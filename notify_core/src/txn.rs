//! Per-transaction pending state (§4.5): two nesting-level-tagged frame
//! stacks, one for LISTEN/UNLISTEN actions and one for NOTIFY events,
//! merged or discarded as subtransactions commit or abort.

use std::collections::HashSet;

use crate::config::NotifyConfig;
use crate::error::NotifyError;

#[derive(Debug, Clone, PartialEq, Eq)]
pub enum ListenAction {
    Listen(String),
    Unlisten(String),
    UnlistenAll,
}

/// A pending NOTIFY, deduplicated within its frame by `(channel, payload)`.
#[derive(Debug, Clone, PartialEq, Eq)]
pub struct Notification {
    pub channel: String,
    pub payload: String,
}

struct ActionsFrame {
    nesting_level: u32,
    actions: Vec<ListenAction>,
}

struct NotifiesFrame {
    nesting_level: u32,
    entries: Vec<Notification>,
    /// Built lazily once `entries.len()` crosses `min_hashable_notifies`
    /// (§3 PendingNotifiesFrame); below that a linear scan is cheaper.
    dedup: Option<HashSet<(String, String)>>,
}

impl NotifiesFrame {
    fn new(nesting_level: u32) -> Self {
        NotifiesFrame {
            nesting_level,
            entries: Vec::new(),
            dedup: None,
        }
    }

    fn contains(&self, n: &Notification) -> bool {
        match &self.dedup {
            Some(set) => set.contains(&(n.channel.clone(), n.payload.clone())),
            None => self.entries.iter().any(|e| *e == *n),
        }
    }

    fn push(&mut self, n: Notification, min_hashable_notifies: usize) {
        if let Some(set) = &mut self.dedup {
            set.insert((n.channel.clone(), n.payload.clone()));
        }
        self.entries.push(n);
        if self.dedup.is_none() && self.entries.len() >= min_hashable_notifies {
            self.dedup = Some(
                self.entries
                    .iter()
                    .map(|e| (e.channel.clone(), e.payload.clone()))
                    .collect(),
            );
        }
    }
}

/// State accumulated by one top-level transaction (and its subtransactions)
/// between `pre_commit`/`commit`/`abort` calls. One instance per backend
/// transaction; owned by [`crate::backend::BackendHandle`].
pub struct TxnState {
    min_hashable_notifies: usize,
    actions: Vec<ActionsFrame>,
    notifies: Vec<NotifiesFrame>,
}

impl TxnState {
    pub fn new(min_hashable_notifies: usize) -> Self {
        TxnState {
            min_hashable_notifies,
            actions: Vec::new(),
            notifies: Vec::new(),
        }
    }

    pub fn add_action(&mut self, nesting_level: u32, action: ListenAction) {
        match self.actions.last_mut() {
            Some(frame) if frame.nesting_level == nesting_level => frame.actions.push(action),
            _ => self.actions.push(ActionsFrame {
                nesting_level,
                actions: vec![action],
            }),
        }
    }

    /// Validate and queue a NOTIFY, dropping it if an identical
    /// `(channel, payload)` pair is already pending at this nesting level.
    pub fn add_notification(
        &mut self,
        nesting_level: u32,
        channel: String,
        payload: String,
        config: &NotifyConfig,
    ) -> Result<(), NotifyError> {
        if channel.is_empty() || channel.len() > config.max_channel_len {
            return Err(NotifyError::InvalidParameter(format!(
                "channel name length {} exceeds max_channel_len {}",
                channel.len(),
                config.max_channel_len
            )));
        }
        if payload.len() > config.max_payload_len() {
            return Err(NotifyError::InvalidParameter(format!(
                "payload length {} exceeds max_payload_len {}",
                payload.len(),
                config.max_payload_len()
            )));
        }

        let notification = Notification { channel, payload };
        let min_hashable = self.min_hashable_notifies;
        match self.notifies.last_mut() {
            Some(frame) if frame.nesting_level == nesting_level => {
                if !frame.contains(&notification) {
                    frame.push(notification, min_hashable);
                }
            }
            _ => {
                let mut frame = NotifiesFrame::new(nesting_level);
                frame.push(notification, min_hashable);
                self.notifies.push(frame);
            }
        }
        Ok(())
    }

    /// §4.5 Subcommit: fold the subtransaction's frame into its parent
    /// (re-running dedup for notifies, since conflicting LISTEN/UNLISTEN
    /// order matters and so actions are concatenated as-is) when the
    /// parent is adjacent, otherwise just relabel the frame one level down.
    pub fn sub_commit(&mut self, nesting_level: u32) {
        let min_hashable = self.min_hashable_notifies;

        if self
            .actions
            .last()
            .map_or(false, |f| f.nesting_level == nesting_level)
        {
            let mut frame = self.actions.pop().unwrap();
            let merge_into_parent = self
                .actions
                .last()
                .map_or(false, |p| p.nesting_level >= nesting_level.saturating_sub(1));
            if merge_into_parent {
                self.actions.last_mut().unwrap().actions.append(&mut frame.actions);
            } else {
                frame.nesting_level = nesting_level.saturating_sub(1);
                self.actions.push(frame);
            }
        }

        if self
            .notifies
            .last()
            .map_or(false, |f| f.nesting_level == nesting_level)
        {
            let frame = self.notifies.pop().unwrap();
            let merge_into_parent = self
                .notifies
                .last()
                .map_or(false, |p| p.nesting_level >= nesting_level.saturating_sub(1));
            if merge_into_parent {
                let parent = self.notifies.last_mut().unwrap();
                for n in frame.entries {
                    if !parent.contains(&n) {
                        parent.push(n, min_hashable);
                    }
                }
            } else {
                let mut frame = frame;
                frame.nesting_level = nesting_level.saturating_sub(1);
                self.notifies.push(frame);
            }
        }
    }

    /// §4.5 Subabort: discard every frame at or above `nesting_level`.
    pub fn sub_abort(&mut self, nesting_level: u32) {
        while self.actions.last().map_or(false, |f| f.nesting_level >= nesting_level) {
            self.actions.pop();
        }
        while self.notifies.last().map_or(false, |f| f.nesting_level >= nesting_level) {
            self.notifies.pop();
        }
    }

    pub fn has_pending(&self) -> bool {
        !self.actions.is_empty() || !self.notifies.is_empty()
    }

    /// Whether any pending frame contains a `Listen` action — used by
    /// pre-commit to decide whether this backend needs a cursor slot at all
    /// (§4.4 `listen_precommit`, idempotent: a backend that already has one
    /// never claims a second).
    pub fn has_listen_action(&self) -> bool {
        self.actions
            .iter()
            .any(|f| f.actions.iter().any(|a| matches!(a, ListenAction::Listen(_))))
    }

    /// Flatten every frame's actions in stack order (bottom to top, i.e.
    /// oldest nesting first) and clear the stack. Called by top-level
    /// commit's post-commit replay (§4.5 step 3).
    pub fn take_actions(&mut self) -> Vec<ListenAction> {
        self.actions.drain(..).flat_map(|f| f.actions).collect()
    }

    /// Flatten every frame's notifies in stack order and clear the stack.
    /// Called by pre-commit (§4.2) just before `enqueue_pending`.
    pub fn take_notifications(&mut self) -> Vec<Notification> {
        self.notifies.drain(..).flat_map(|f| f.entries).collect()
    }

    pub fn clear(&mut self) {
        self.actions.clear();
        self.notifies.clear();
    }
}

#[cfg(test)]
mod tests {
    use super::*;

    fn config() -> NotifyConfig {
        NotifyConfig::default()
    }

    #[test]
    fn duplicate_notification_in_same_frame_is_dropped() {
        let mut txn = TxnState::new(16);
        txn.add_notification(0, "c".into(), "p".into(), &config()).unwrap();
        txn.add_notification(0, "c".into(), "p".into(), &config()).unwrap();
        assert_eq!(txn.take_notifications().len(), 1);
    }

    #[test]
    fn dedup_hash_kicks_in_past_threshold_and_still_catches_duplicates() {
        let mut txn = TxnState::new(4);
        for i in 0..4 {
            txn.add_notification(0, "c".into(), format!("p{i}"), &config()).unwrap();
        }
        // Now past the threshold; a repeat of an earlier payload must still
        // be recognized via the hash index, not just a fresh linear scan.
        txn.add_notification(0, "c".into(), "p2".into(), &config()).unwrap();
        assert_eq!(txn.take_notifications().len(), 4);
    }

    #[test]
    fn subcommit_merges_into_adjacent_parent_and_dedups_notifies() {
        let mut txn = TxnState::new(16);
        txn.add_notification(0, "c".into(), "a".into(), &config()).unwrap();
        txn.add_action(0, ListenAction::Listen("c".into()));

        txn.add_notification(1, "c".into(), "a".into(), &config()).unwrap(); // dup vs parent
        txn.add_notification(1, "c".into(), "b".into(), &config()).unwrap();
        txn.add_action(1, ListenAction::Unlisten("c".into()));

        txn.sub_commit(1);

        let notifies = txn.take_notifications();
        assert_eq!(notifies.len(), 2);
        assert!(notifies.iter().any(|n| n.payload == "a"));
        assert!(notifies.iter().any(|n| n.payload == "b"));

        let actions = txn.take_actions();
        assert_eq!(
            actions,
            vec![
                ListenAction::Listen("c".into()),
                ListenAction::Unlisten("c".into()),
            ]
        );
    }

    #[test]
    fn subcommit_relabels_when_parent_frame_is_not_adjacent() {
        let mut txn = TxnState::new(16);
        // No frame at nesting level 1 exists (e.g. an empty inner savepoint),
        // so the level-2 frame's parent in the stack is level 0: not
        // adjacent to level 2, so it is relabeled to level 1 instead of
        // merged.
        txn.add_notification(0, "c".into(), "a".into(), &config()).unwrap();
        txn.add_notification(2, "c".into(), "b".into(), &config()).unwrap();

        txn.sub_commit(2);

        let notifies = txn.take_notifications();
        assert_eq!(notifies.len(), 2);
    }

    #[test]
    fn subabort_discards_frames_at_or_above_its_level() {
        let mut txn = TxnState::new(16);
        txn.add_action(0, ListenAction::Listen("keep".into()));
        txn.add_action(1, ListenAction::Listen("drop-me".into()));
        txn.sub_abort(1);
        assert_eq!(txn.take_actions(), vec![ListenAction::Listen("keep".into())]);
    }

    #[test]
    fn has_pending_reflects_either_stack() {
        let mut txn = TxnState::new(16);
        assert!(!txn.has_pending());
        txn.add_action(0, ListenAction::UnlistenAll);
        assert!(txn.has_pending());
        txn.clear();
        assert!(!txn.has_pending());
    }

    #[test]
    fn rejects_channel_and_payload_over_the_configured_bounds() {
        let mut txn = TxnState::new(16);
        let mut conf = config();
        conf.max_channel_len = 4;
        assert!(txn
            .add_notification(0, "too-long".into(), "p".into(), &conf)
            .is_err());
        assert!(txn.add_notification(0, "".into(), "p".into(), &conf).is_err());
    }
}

*Task requirements*
Retrieve all lines from the data that contain the string "push".

*Problem solution*
    fn push(&mut self, n: Notification, min_hashable_notifies: usize) {
        self.entries.push(n);
            Some(frame) if frame.nesting_level == nesting_level => frame.actions.push(action),
            _ => self.actions.push(ActionsFrame {
                    frame.push(notification, min_hashable);
                frame.push(notification, min_hashable);
                self.notifies.push(frame);
                self.actions.push(frame);
                        parent.push(n, min_hashable);
                self.notifies.push(frame);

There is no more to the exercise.